Massive Zurückhaltung auch außerhalb Velberts
Es gebe null Nachfrage, so Götzen zu den Überlegungen und Beweggründen. Die Entscheidung sei bei „Interboden“ im April getroffen worden. „Kein Mensch mietet was, kein Mensch kauft was“, so Götzen weiter. In Frankfurt gebe es zum Beispiel einen Rückgang der Transaktionen um 90 Prozent. Und aus der NRW-Landeshauptstadt gibt es Meldungen, denen zufolge die Nachfrage nach Wohnungen in Neubau-Projekten merklich rückläufig ist.
Allenthalben riesige Verunsicherung
„Neubau ist zurzeit sehr schwierig. Wir merken, dass auch außerhalb überall Projekte zurückgestellt werden. Der Verkauf ist schwierig; die Projektentwickler müssen erst einmal sehen, das zu vermarkten, was sie im Bestand haben“, beschreibt Dirk Lukrafka – ebenfalls auf Nachfrage der WAZ – die Lage. „Der Markt hat sich zuletzt unglaublich gedreht“, so der Bürgermeister weiter, „es herrscht eine riesige Verunsicherung.“ Die Resonanz auf Anmietung und Verkauf sei „sehr sehr schwierig“.
Grundstück gehört der Stadt Velbert
Sowohl die Stadtspitze, die von einem regelmäßigen „und immer sehr partnerschaftlichen“, 14-tägigen Austausch mit „Interboden“ berichtet, als infolge entsprechender Infos in nichtöffentlicher Sitzung wohl auch die Politik sind über den „Interboden“-Kurs im Bilde. Das Grundstück ist seit 2017 im Eigentum der Stadt Velbert.
Zinsen, Kosten und Standards
Laut Jörg Ostermann gehen die Herstellungskosten pro Quadratmeter an die 5000 Euro. Das sei besonders für ein solches Projekt wie das in Velberts City mit einem großen Paket an Wohnungen enorm schwierig, kommentiert der Baudezernent die Auswirkungen. Die Zinsen seien schlecht, die Baukosten immens gestiegen, die Standards überbordend „und es gibt keine Zuschüsse mehr“, zählt Ostermann die maßgeblichen nachteiligen Faktoren auf.

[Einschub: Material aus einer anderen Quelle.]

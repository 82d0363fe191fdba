/// Error handling for the API server
///
/// A unified error type that maps to HTTP responses. Handlers return
/// `Result<T, ApiError>`; the `IntoResponse` impl produces the status
/// code, a JSON body with a machine-checkable `error` code, and — for 401
/// responses — the `WWW-Authenticate: Bearer` challenge header.
///
/// # Example
///
/// ```ignore
/// async fn handler() -> ApiResult<Json<Course>> {
///     let course = Course::find_by_id(&pool, id)
///         .await?
///         .ok_or_else(|| ApiError::NotFound("course not found".to_string()))?;
///     Ok(Json(course))
/// }
/// ```
use axum::{
    http::{header, HeaderValue, StatusCode},
    response::{IntoResponse, Response},
    Json,
};
use serde::{Deserialize, Serialize};
use std::fmt;

/// API result type alias
pub type ApiResult<T> = Result<T, ApiError>;

/// Unified API error type
#[derive(Debug)]
pub enum ApiError {
    /// Bad request (400)
    BadRequest(String),

    /// Unauthorized (401), answered with a Bearer challenge
    Unauthorized(String),

    /// Forbidden (403)
    Forbidden(String),

    /// Not found (404)
    NotFound(String),

    /// Conflict (409), e.g. duplicate email or slug
    Conflict(String),

    /// Unprocessable entity (422), schema validation failures
    Validation(Vec<ValidationErrorDetail>),

    /// Internal server error (500); detail is logged, not exposed
    Internal(String),
}

/// Validation error detail
#[derive(Debug, Clone, Serialize, Deserialize)]
pub struct ValidationErrorDetail {
    /// Field that failed validation
    pub field: String,

    /// Error message
    pub message: String,
}

/// Error response body
#[derive(Debug, Serialize, Deserialize)]
pub struct ErrorResponse {
    /// Machine-checkable error code, e.g. "not_found"
    pub error: String,

    /// Human-readable message
    pub message: String,

    /// Per-field validation errors, when applicable
    #[serde(skip_serializing_if = "Option::is_none")]
    pub details: Option<Vec<ValidationErrorDetail>>,
}

impl fmt::Display for ApiError {
    fn fmt(&self, f: &mut fmt::Formatter<'_>) -> fmt::Result {
        match self {
            ApiError::BadRequest(msg) => write!(f, "bad request: {}", msg),
            ApiError::Unauthorized(msg) => write!(f, "unauthorized: {}", msg),
            ApiError::Forbidden(msg) => write!(f, "forbidden: {}", msg),
            ApiError::NotFound(msg) => write!(f, "not found: {}", msg),
            ApiError::Conflict(msg) => write!(f, "conflict: {}", msg),
            ApiError::Validation(errors) => write!(f, "validation failed: {} errors", errors.len()),
            ApiError::Internal(msg) => write!(f, "internal error: {}", msg),
        }
    }
}

impl std::error::Error for ApiError {}

impl IntoResponse for ApiError {
    fn into_response(self) -> Response {
        let (status, error_code, message, details) = match self {
            ApiError::BadRequest(msg) => (StatusCode::BAD_REQUEST, "bad_request", msg, None),
            ApiError::Unauthorized(msg) => (StatusCode::UNAUTHORIZED, "unauthorized", msg, None),
            ApiError::Forbidden(msg) => (StatusCode::FORBIDDEN, "forbidden", msg, None),
            ApiError::NotFound(msg) => (StatusCode::NOT_FOUND, "not_found", msg, None),
            ApiError::Conflict(msg) => (StatusCode::CONFLICT, "conflict", msg, None),
            ApiError::Validation(errors) => (
                StatusCode::UNPROCESSABLE_ENTITY,
                "validation_error",
                "request validation failed".to_string(),
                Some(errors),
            ),
            ApiError::Internal(msg) => {
                // Log internal errors but don't expose details to clients
                tracing::error!("internal error: {}", msg);
                (
                    StatusCode::INTERNAL_SERVER_ERROR,
                    "internal_error",
                    "an internal error occurred".to_string(),
                    None,
                )
            }
        };

        let body = Json(ErrorResponse {
            error: error_code.to_string(),
            message,
            details,
        });

        let mut response = (status, body).into_response();
        if status == StatusCode::UNAUTHORIZED {
            response
                .headers_mut()
                .insert(header::WWW_AUTHENTICATE, HeaderValue::from_static("Bearer"));
        }
        response
    }
}

/// Convert sqlx errors to API errors
impl From<sqlx::Error> for ApiError {
    fn from(err: sqlx::Error) -> Self {
        match err {
            sqlx::Error::RowNotFound => ApiError::NotFound("resource not found".to_string()),
            sqlx::Error::Database(db_err) => {
                // Unique and foreign-key violations surface as conflicts
                if let Some(constraint) = db_err.constraint() {
                    if constraint.contains("email") {
                        return ApiError::Conflict("email already exists".to_string());
                    }
                    if constraint.contains("slug") {
                        return ApiError::Conflict("slug already exists".to_string());
                    }
                    return ApiError::Conflict(format!("constraint violation: {}", constraint));
                }

                ApiError::Internal(format!("database error: {}", db_err))
            }
            _ => ApiError::Internal(format!("database error: {}", err)),
        }
    }
}

/// Convert password errors to API errors
impl From<curricula_shared::auth::password::PasswordError> for ApiError {
    fn from(err: curricula_shared::auth::password::PasswordError) -> Self {
        ApiError::Internal(format!("password operation failed: {}", err))
    }
}

/// Convert token errors to API errors
impl From<curricula_shared::auth::token::TokenError> for ApiError {
    fn from(err: curricula_shared::auth::token::TokenError) -> Self {
        use curricula_shared::auth::token::TokenError;
        match err {
            TokenError::Issue(msg) => ApiError::Internal(format!("token issuance failed: {}", msg)),
            other => ApiError::Unauthorized(other.to_string()),
        }
    }
}

/// Convert validator failures to 422 responses with per-field details
impl From<validator::ValidationErrors> for ApiError {
    fn from(err: validator::ValidationErrors) -> Self {
        let details: Vec<ValidationErrorDetail> = err
            .field_errors()
            .iter()
            .flat_map(|(field, errors)| {
                errors.iter().map(move |error| ValidationErrorDetail {
                    field: field.to_string(),
                    message: error
                        .message
                        .as_ref()
                        .map(|m| m.to_string())
                        .unwrap_or_else(|| "validation failed".to_string()),
                })
            })
            .collect();

        ApiError::Validation(details)
    }
}

#[cfg(test)]
mod tests {
    use super::*;

    #[test]
    fn test_error_display() {
        let err = ApiError::BadRequest("invalid input".to_string());
        assert_eq!(err.to_string(), "bad request: invalid input");

        let err = ApiError::NotFound("course not found".to_string());
        assert_eq!(err.to_string(), "not found: course not found");
    }

    #[test]
    fn test_status_codes() {
        assert_eq!(
            ApiError::Unauthorized("x".into()).into_response().status(),
            StatusCode::UNAUTHORIZED
        );
        assert_eq!(
            ApiError::Forbidden("x".into()).into_response().status(),
            StatusCode::FORBIDDEN
        );
        assert_eq!(
            ApiError::Conflict("x".into()).into_response().status(),
            StatusCode::CONFLICT
        );
        assert_eq!(
            ApiError::Validation(vec![]).into_response().status(),
            StatusCode::UNPROCESSABLE_ENTITY
        );
    }

    #[test]
    fn test_unauthorized_carries_bearer_challenge() {
        let response = ApiError::Unauthorized("invalid email or password".into()).into_response();
        assert_eq!(
            response
                .headers()
                .get(header::WWW_AUTHENTICATE)
                .and_then(|v| v.to_str().ok()),
            Some("Bearer")
        );
    }

    #[test]
    fn test_other_statuses_have_no_challenge() {
        let response = ApiError::NotFound("x".into()).into_response();
        assert!(response.headers().get(header::WWW_AUTHENTICATE).is_none());
    }

    #[test]
    fn test_row_not_found_maps_to_404() {
        let err: ApiError = sqlx::Error::RowNotFound.into();
        assert!(matches!(err, ApiError::NotFound(_)));
    }
}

Entweder etwas Hochwertiges oder gar nichts
Lukrafka zum weiteren Vorgehen: „Wir möchten das Projekt nicht irgendeinem überlassen. Das ,Interboden’-Konzept hat uns überzeugt. Es ist hochwertig und entspricht nach wie vor unseren Vorstellungen. Dort kommt entweder etwas architektonisch Hochwertiges oder gar nichts hin“, betont der Bürgermeister. Sollte die Zeitschiene allerdings noch länger werden, müsse man schauen, wie man die Fläche zugänglich machen und gestalten könne.
Bebauungsplanverfahren läuft bald an
„Wir werden uns in Geduld üben müssen“, meint Jörg Ostermann. Um nicht in einen Zeitverlust hineinzulaufen, „werden wir in der zweiten Jahreshälfte die Bebauungsplan-Aufstellung in Angriff nehmen“. Schließlich wolle man „parat stehen“, wenn ein Projektentwickler „oder auch ,Interboden’“ auf dem Areal investieren und tätig werden wolle. Das Verfahren werde etwa anderthalb Jahre in Anspruch nehmen. In welche Richtung die Planaufstellung gehen werde? „Die sieht so aus, dass wir das Projekt von ,Interboden’ realisieren können.“
„Interboden“ will am Ball bleiben
Nachhaltiges Interesse ist offenkundig beidseitig vorhanden. „Wir möchten gerne an dem Projekt festhalten“, betonte Reiner Götzen in dem Gespräch mit dieser Zeitung. Das Hertie-Grundstück sei „eine der spannendsten Lagen in Velbert“, das Stadtquartier-Projekt trage „ganz wesentlich zur Aufwertung der Fußgängerzone im oberen Teil bei“.
>>> Grün soll eine gewichtige Rolle spielen
Das Bebauungskonzept„Stadtquartier offen & grün“ für die 7500 qm große Fläche greift vom Titel her die Namen der Offer- und der Grünstraße auf.
Zudem deutet der Name darauf hin, dass Grün eine große Rolle spielt und das Konzept offen für Anregungen und Impulse ist.
Vorgesehen sind nach Stand September 2022 rund 14.000 qm Gebäude-Gesamtfläche, die sich auf etwa 100 Wohnungen, auf Büros und Handel sowie Gastronomie und Eventfläche verteilen.